** TASK DESCRIPTION **
From top to bottom, write out the listing exactly.

◇ ◇ ◇ ◇ ◇ ◇ ◇

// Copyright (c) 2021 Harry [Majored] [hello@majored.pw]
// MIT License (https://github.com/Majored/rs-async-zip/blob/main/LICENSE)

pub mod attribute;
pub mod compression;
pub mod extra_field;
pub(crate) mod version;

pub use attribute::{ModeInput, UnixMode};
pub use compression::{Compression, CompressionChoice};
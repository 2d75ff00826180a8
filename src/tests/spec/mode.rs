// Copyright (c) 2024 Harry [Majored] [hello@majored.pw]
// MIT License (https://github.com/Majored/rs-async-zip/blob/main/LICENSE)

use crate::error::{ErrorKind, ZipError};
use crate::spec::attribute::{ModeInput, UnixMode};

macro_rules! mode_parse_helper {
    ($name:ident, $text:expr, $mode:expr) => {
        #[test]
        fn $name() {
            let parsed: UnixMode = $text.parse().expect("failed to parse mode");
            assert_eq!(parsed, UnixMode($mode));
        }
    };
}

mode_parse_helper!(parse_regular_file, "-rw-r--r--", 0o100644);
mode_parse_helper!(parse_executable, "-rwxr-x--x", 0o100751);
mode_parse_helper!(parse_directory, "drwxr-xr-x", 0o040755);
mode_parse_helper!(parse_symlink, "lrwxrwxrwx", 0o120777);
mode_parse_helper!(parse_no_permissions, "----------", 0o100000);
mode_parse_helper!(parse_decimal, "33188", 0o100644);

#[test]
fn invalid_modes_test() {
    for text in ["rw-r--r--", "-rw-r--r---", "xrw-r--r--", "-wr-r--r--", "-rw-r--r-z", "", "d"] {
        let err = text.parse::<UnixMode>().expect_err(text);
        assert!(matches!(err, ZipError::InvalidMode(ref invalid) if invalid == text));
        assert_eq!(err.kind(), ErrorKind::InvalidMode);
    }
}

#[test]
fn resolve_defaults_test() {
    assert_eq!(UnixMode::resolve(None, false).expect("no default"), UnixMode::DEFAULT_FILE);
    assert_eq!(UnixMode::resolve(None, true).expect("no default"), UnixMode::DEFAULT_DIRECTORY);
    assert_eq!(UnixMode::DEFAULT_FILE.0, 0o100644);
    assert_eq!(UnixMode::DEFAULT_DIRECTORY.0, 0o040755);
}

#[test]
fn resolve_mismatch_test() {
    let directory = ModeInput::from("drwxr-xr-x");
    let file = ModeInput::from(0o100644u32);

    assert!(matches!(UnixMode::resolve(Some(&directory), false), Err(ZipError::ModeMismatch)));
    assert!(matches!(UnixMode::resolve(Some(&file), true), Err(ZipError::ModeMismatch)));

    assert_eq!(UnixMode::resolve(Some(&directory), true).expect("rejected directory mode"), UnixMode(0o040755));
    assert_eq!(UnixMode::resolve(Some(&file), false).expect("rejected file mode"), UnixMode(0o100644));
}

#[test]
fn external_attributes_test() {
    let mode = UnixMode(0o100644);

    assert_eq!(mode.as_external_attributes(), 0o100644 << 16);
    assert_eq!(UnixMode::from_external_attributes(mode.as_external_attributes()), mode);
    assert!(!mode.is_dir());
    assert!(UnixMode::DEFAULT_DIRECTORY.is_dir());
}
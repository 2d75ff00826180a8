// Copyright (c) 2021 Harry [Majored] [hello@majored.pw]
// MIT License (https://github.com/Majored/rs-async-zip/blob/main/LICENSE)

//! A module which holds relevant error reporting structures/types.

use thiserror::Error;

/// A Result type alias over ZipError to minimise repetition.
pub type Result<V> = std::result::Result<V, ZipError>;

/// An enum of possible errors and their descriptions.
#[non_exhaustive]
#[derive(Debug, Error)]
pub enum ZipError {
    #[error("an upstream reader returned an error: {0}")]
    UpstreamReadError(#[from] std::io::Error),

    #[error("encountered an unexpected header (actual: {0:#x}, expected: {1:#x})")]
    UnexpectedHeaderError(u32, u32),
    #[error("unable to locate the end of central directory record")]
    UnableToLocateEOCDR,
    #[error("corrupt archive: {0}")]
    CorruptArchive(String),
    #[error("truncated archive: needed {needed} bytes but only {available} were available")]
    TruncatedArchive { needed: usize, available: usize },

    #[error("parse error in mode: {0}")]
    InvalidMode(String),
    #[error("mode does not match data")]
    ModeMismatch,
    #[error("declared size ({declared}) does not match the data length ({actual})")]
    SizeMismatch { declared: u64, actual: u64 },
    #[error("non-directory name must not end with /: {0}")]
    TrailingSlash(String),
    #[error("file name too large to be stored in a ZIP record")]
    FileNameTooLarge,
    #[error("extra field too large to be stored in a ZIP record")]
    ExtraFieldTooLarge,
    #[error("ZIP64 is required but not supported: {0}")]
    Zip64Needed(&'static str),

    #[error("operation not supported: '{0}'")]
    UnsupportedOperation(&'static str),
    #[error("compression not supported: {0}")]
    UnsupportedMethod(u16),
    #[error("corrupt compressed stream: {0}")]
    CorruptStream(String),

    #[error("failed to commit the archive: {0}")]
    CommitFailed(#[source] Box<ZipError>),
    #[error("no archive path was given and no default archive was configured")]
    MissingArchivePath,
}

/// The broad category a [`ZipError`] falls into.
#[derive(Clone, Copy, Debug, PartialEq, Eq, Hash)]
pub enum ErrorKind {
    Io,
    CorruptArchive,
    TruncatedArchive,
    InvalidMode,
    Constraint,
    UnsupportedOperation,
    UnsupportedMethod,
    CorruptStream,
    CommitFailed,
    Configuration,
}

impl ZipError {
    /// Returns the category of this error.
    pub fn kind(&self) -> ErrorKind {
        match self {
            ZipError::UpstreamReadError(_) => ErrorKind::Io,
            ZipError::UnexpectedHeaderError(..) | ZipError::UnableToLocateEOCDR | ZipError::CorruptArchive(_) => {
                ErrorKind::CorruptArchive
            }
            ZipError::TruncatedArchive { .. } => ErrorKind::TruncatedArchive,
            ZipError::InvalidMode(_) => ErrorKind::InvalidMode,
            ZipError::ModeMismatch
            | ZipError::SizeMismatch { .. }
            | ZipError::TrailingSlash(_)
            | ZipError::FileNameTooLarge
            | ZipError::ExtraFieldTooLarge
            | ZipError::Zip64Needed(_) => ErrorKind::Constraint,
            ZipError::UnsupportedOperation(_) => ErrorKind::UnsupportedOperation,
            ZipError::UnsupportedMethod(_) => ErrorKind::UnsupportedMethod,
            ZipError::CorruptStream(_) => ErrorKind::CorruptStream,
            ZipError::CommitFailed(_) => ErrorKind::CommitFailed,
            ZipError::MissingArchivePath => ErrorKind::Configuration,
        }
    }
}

◇ ◇ ◇ ◇ ◇ ◇ ◇

** WRITTEN SOLUTION **
// Copyright (c) 2021 Harry [Majored] [hello@majored.pw]
// MIT License (https://github.com/Majored/rs-async-zip/blob/main/LICENSE)

pub mod attribute;
pub mod compression;
pub mod extra_field;
pub(crate) mod version;

pub use attribute::{ModeInput, UnixMode};
pub use compression::{Compression, CompressionChoice};
repository 2d75ff00826180a8
filename src/tests/spec/mode.rs
// Copyright (c) 2024 Harry [Majored] [hello@majored.pw]
// MIT License (https://github.com/Majored/rs-async-zip/blob/main/LICENSE)

use crate::error::{ErrorKind, ZipError};
use crate::spec::attribute::{ModeInput, UnixMode};

macro_rules! mode_parse_helper {
    ($name:ident, $text:expr, $mode:expr) => {
        #[test]
        fn $name() {
            let parsed: UnixMode = $text.parse().expect("failed to parse mode");
            assert_eq!(parsed, UnixMode($mode));
        }
    };
}

mode_parse_helper!(parse_regular_file, "-rw-r--r--", 0o100644);
mode_parse_helper!(parse_executable, "-rwxr-x--x", 0o100751);
mode_parse_helper!(parse_directory, "drwxr-xr-x", 0o040755);
mode_parse_helper!(parse_symlink, "lrwxrwxrwx", 0o120777);
mode_parse_helper!(parse_no_permissions, "----------", 0o100000);
mode_parse_helper!(parse_decimal, "33188", 0o100644);

#[test]
fn invalid_modes_test() {
    for text in ["rw-r--r--", "-rw-r--r---", "xrw-r--r--", "-wr-r--r--", "-rw-r--r-z", "", "d"] {
        let err = text.parse::<UnixMode>().expect_err(text);
        assert!(matches!(err, ZipError::InvalidMode(ref invalid) if invalid == text));
        assert_eq!(err.kind(), ErrorKind::InvalidMode);
    }
}

#[test]
fn resolve_defaults_test() {
    assert_eq!(UnixMode::resolve(None, false).expect("no default"), UnixMode::DEFAULT_FILE);
    assert_eq!(UnixMode::resolve(None, true).expect("no default"), UnixMode::DEFAULT_DIRECTORY);
    assert_eq!(UnixMode::DEFAULT_FILE.0, 0o100644);
    assert_eq!(UnixMode::DEFAULT_DIRECTORY.0, 0o040755);
}

#[test]
fn resolve_mismatch_test() {
    let directory = ModeInput::from("drwxr-xr-x");
    let file = ModeInput::from(0o100644u32);

    assert!(matches!(UnixMode::resolve(Some(&directory), false), Err(ZipError::ModeMismatch)));
    assert!(matches!(UnixMode::resolve(Some(&file), true), Err(ZipError::ModeMismatch)));

    assert_eq!(UnixMode::resolve(Some(&directory), true).expect("rejected directory mode"), UnixMode(0o040755));
    assert_eq!(UnixMode::resolve(Some(&file), false).expect("rejected file mode"), UnixMode(0o100644));
}

#[test]
fn external_attributes_test() {
    let mode = UnixMode(0o100644);

    assert_eq!(mode.as_external_attributes(), 0o100644 << 16);
    assert_eq!(UnixMode::from_external_attributes(mode.as_external_attributes()), mode);
    assert!(!mode.is_dir());
    assert!(UnixMode::DEFAULT_DIRECTORY.is_dir());
}
repository 2d75ff00826180a8
// Copyright (c) 2021 Harry [Majored] [hello@majored.pw]
// MIT License (https://github.com/Majored/rs-async-zip/blob/main/LICENSE)

//! A module which holds relevant error reporting structures/types.

use thiserror::Error;

/// A Result type alias over ZipError to minimise repetition.
pub type Result<V> = std::result::Result<V, ZipError>;

/// An enum of possible errors and their descriptions.
#[non_exhaustive]
#[derive(Debug, Error)]
pub enum ZipError {
    #[error("an upstream reader returned an error: {0}")]
    UpstreamReadError(#[from] std::io::Error),

    #[error("encountered an unexpected header (actual: {0:#x}, expected: {1:#x})")]
    UnexpectedHeaderError(u32, u32),
    #[error("unable to locate the end of central directory record")]
    UnableToLocateEOCDR,
    #[error("corrupt archive: {0}")]
    CorruptArchive(String),
    #[error("truncated archive: needed {needed} bytes but only {available} were available")]
    TruncatedArchive { needed: usize, available: usize },

    #[error("parse error in mode: {0}")]
    InvalidMode(String),
    #[error("mode does not match data")]
    ModeMismatch,
    #[error("declared size ({declared}) does not match the data length ({actual})")]
    SizeMismatch { declared: u64, actual: u64 },
    #[error("non-directory name must not end with /: {0}")]
    TrailingSlash(String),
    #[error("file name too large to be stored in a ZIP record")]
    FileNameTooLarge,
    #[error("extra field too large to be stored in a ZIP record")]
    ExtraFieldTooLarge,
    #[error("ZIP64 is required but not supported: {0}")]
    Zip64Needed(&'static str),

    #[error("operation not supported: '{0}'")]
    UnsupportedOperation(&'static str),
    #[error("compression not supported: {0}")]
    UnsupportedMethod(u16),
    #[error("corrupt compressed stream: {0}")]
    CorruptStream(String),

    #[error("failed to commit the archive: {0}")]
    CommitFailed(#[source] Box<ZipError>),
    #[error("no archive path was given and no default archive was configured")]
    MissingArchivePath,
}

/// The broad category a [`ZipError`] falls into.
#[derive(Clone, Copy, Debug, PartialEq, Eq, Hash)]
pub enum ErrorKind {
    Io,
    CorruptArchive,
    TruncatedArchive,
    InvalidMode,
    Constraint,
    UnsupportedOperation,
    UnsupportedMethod,
    CorruptStream,
    CommitFailed,
    Configuration,
}

impl ZipError {
    /// Returns the category of this error.
    pub fn kind(&self) -> ErrorKind {
        match self {
            ZipError::UpstreamReadError(_) => ErrorKind::Io,
            ZipError::UnexpectedHeaderError(..) | ZipError::UnableToLocateEOCDR | ZipError::CorruptArchive(_) => {
                ErrorKind::CorruptArchive
            }
            ZipError::TruncatedArchive { .. } => ErrorKind::TruncatedArchive,
            ZipError::InvalidMode(_) => ErrorKind::InvalidMode,
            ZipError::ModeMismatch
            | ZipError::SizeMismatch { .. }
            | ZipError::TrailingSlash(_)
            | ZipError::FileNameTooLarge
            | ZipError::ExtraFieldTooLarge
            | ZipError::Zip64Needed(_) => ErrorKind::Constraint,
            ZipError::UnsupportedOperation(_) => ErrorKind::UnsupportedOperation,
            ZipError::UnsupportedMethod(_) => ErrorKind::UnsupportedMethod,
            ZipError::CorruptStream(_) => ErrorKind::CorruptStream,
            ZipError::CommitFailed(_) => ErrorKind::CommitFailed,
            ZipError::MissingArchivePath => ErrorKind::Configuration,
        }
    }
}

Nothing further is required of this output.